Figure 6 : Speech Device Layout

Table 2: Quick Keys Selection Formation Based on Client Interface

First Button Goes From

Main Menu to:

Submenu 1	Submenu 2	Submenu 3	Infinite Menu
Submenu 4	Submenu 5	Submenu 6	Submenu 7

Second Button Goes From

Submenu N to Selection:

Selection [N,1]	Selection [N,2]	Selection [N,3]	Goto Main Menu
Selection [N, 4]	Selection [N,5]	Selection [N,6]	Selection [N,7]

note: to convert Selection [N,M] to a number 1-49

number = (N-1)*7 + M

This means that the first button pressed takes you to a submenu and the second button finalizes a selection which is then spoken. The upper right button was set to default to return to the main menu.
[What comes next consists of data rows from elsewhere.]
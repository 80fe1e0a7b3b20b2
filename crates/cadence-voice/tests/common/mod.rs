#![allow(dead_code)]

use async_trait::async_trait;
use cadence_voice::{
    AudioConfig, RoomConnector, RoomEvent, RoomState, RoomTransport, SessionDeps, SessionEvent,
    Synthesizer, Transcriber, VoiceError,
};
use std::sync::atomic::{AtomicBool, AtomicUsize, Ordering};
use std::sync::{Arc, Mutex};
use std::time::Duration;
use tokio::sync::{mpsc, Semaphore};

/// A room that records what it was asked to play.
///
/// Playback blocks on `gate` until permits are added, so tests can hold the
/// pacing worker in the middle of a sentence.
pub struct FakeRoom {
    pub gate: Semaphore,
    pub started: Mutex<Vec<String>>,
    pub finished: Mutex<Vec<String>>,
    pub connected: AtomicBool,
    pub participants: AtomicUsize,
    pub disconnects: AtomicUsize,
    pub events: Mutex<Option<mpsc::Sender<RoomEvent>>>,
}

impl FakeRoom {
    pub fn new(open: bool) -> Arc<Self> {
        Arc::new(Self {
            gate: Semaphore::new(if open { Semaphore::MAX_PERMITS } else { 0 }),
            started: Mutex::new(Vec::new()),
            finished: Mutex::new(Vec::new()),
            connected: AtomicBool::new(false),
            participants: AtomicUsize::new(1),
            disconnects: AtomicUsize::new(0),
            events: Mutex::new(None),
        })
    }

    pub fn open(&self) {
        self.gate.add_permits(1_000);
    }

    pub fn started(&self) -> Vec<String> {
        self.started.lock().unwrap().clone()
    }

    pub fn finished(&self) -> Vec<String> {
        self.finished.lock().unwrap().clone()
    }

    /// Pushes an event as if the room had raised it.
    pub async fn raise(&self, event: RoomEvent) {
        let tx = self.events.lock().unwrap().clone().expect("room created");
        tx.send(event).await.unwrap();
    }
}

#[async_trait]
impl RoomTransport for FakeRoom {
    async fn connect(&self, _room_name: &str) -> Result<(), VoiceError> {
        self.connected.store(true, Ordering::SeqCst);
        Ok(())
    }

    async fn play_audio(&self, pcm: &[u8]) -> Result<(), VoiceError> {
        let text = String::from_utf8_lossy(pcm).to_string();
        self.started.lock().unwrap().push(text.clone());
        let _permit = self.gate.acquire().await.map_err(|_| VoiceError::RoomClosed)?;
        self.finished.lock().unwrap().push(text);
        Ok(())
    }

    async fn disconnect(&self) {
        self.connected.store(false, Ordering::SeqCst);
        self.disconnects.fetch_add(1, Ordering::SeqCst);
    }

    fn state(&self) -> RoomState {
        if self.connected.load(Ordering::SeqCst) {
            RoomState::Connected
        } else {
            RoomState::Disconnected
        }
    }

    fn participant_count(&self) -> usize {
        self.participants.load(Ordering::SeqCst)
    }
}

/// Hands out one pre-built [`FakeRoom`] per `create` call.
pub struct FakeConnector {
    pub rooms: Mutex<Vec<Arc<FakeRoom>>>,
    pub created: AtomicUsize,
    pub fail: AtomicBool,
    pub open: bool,
}

impl FakeConnector {
    pub fn new(open: bool) -> Arc<Self> {
        Arc::new(Self {
            rooms: Mutex::new(Vec::new()),
            created: AtomicUsize::new(0),
            fail: AtomicBool::new(false),
            open,
        })
    }

    pub fn last_room(&self) -> Arc<FakeRoom> {
        self.rooms.lock().unwrap().last().cloned().expect("room created")
    }
}

impl RoomConnector for FakeConnector {
    fn create(
        &self,
        events: mpsc::Sender<RoomEvent>,
    ) -> Result<Arc<dyn RoomTransport>, VoiceError> {
        if self.fail.load(Ordering::SeqCst) {
            return Err(VoiceError::Room("room service unreachable".to_string()));
        }
        self.created.fetch_add(1, Ordering::SeqCst);
        let room = FakeRoom::new(self.open);
        *room.events.lock().unwrap() = Some(events);
        self.rooms.lock().unwrap().push(room.clone());
        Ok(room)
    }
}

/// "Synthesizes" the text itself as audio. Text equal to `fail` errors.
#[derive(Default)]
pub struct EchoSynthesizer {
    pub speeds: Mutex<Vec<f32>>,
}

#[async_trait]
impl Synthesizer for EchoSynthesizer {
    async fn synthesize(&self, text: &str, speed: f32) -> Result<Vec<u8>, VoiceError> {
        self.speeds.lock().unwrap().push(speed);
        match text {
            "fail" => Err(VoiceError::Tts("synthesis backend down".to_string())),
            "silent" => Ok(Vec::new()),
            _ => Ok(text.as_bytes().to_vec()),
        }
    }

    fn sample_rate(&self) -> u32 {
        24_000
    }
}

/// Returns a fixed transcript for every utterance.
pub struct FixedTranscriber {
    pub text: String,
    pub calls: AtomicUsize,
}

impl FixedTranscriber {
    pub fn new(text: &str) -> Arc<Self> {
        Arc::new(Self {
            text: text.to_string(),
            calls: AtomicUsize::new(0),
        })
    }
}

#[async_trait]
impl Transcriber for FixedTranscriber {
    async fn transcribe(&self, _pcm: &[u8]) -> Result<String, VoiceError> {
        self.calls.fetch_add(1, Ordering::SeqCst);
        Ok(self.text.clone())
    }
}

pub struct Harness {
    pub deps: SessionDeps,
    pub connector: Arc<FakeConnector>,
    pub synthesizer: Arc<EchoSynthesizer>,
    pub transcriber: Arc<FixedTranscriber>,
    pub events: mpsc::Receiver<SessionEvent>,
}

pub fn harness(open: bool, queue_capacity: usize, transcript: &str) -> Harness {
    let connector = FakeConnector::new(open);
    let synthesizer = Arc::new(EchoSynthesizer::default());
    let transcriber = FixedTranscriber::new(transcript);
    let (tx, rx) = mpsc::channel(256);
    let deps = SessionDeps {
        connector: connector.clone(),
        transcriber: transcriber.clone(),
        synthesizer: synthesizer.clone(),
        events: tx,
        queue_capacity,
        capture: AudioConfig::default(),
    };
    Harness {
        deps,
        connector,
        synthesizer,
        transcriber,
        events: rx,
    }
}

/// Polls `check` until it holds or two seconds pass.
pub async fn eventually<F>(mut check: F)
where
    F: FnMut() -> bool,
{
    let deadline = tokio::time::Instant::now() + Duration::from_secs(2);
    while tokio::time::Instant::now() < deadline {
        if check() {
            return;
        }
        tokio::time::sleep(Duration::from_millis(5)).await;
    }
    panic!("condition not met within 2s");
}

pub fn drain_events(rx: &mut mpsc::Receiver<SessionEvent>) -> Vec<SessionEvent> {
    let mut events = Vec::new();
    while let Ok(event) = rx.try_recv() {
        events.push(event);
    }
    events
}
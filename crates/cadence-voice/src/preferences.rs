use std::collections::HashMap;
use std::sync::RwLock;

/// Speaking rate used when a user has no usable preference.
pub const DEFAULT_VOICE_SPEED: f32 = 1.0;

/// Process-wide map of per-user speaking rates.
#[derive(Debug, Default)]
pub struct VoicePreferences {
    speeds: RwLock<HashMap<String, f32>>,
}

impl VoicePreferences {
    pub fn new() -> Self {
        Self::default()
    }

    /// Returns the user's rate, or 1.0 when absent or not positive.
    pub fn speed(&self, user_id: &str) -> f32 {
        self.speeds
            .read()
            .ok()
            .and_then(|speeds| speeds.get(user_id).copied())
            .filter(|speed| *speed > 0.0)
            .unwrap_or(DEFAULT_VOICE_SPEED)
    }

    /// Records a new rate and returns the effective value.
    pub fn update(&self, user_id: &str, speed: f32) -> f32 {
        if let Ok(mut speeds) = self.speeds.write() {
            speeds.insert(user_id.to_string(), speed);
        }
        self.speed(user_id)
    }
}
The only time that the upper right button does not return the user to the main menu is when the user is on the main menu in which case it takes the user to the Infinite Menu; see next paragraph for detailed information on the Infinite Menu.

The Infinite Menu is provided for conveying communication beyond the limited 49 selections available from the Quick Keys. The infinite menu consists of six infinite list selections (corresponding to 6 lists of letters/words/phrases), return to main menu, and a key which is reserved for the client to edit entries (left for later implementation) as shown in Table 3.

Table 3: Infinite List Selection

Letters	Words	MWords	Goto Main Menu
Numbers	Phrases	MPhases	reserved

The six choices are defined by what they build:

Letters for building words
Numbers for expressing quantities
Words for building phrases
Phrases for building or expressing complete thoughts beyond the forty-nine Quick Keys combinations
Mwords for words the client input, built from letters or numbers, and decided to keep
Mphrase for phrases that the client built, from words or phrases, and decided to keep

Each one of these choices takes the client to a different list, of arbitrary length, for further selection. Having created a new extension to the existing selection method it is necessary to have a new methodology for selecting entries from the list and building them into the desired words/phrases/ideas. The first step we took was to transform the list, which is alphabetically sorted, into a matrix as demonstrated in Table 4. This matrix is N columns and N rows where N is the ceiling function (integer formed by rounding up if there is any fraction) of the square root of the number of entries. The client is placed in the "center" of the list. This is done by setting the current selected entire set to by the entry at (length of list)/2 spot (lady in Table 4). The client’s interface is now configured so that four of his buttons navigate him in one of four directions within the matrix. Each time one of these buttons is pressed it "moves" the cursor in the corresponding direction. The buttons are assigned as shown in Table 5.

Table 4: List To Matrix Conversion

Initial List			Transformed List
big		big	dad	happy
dad	Þ	home	lady	man
happy		mom	sad	small
home
lady
man
mom
sad
small

Table 5: Button Assignment Within Infinite List Mode

right 1 word	up 1 row of words	add current to output	return main menu
left 1 word	down 1 row of words	say current output	add output to list

After having navigated to a desired entry the client then presses the "add current" button. This allows him to add items one at a time in a building fashion. When he has finished adding selections to the statement he wishes to be said he presses the "say" button and the communication aide will say whatever it statement the client has built. If he wishes to use this statement again he can then press the "add output" and it will be stored either in the Mwords or Mphrases list.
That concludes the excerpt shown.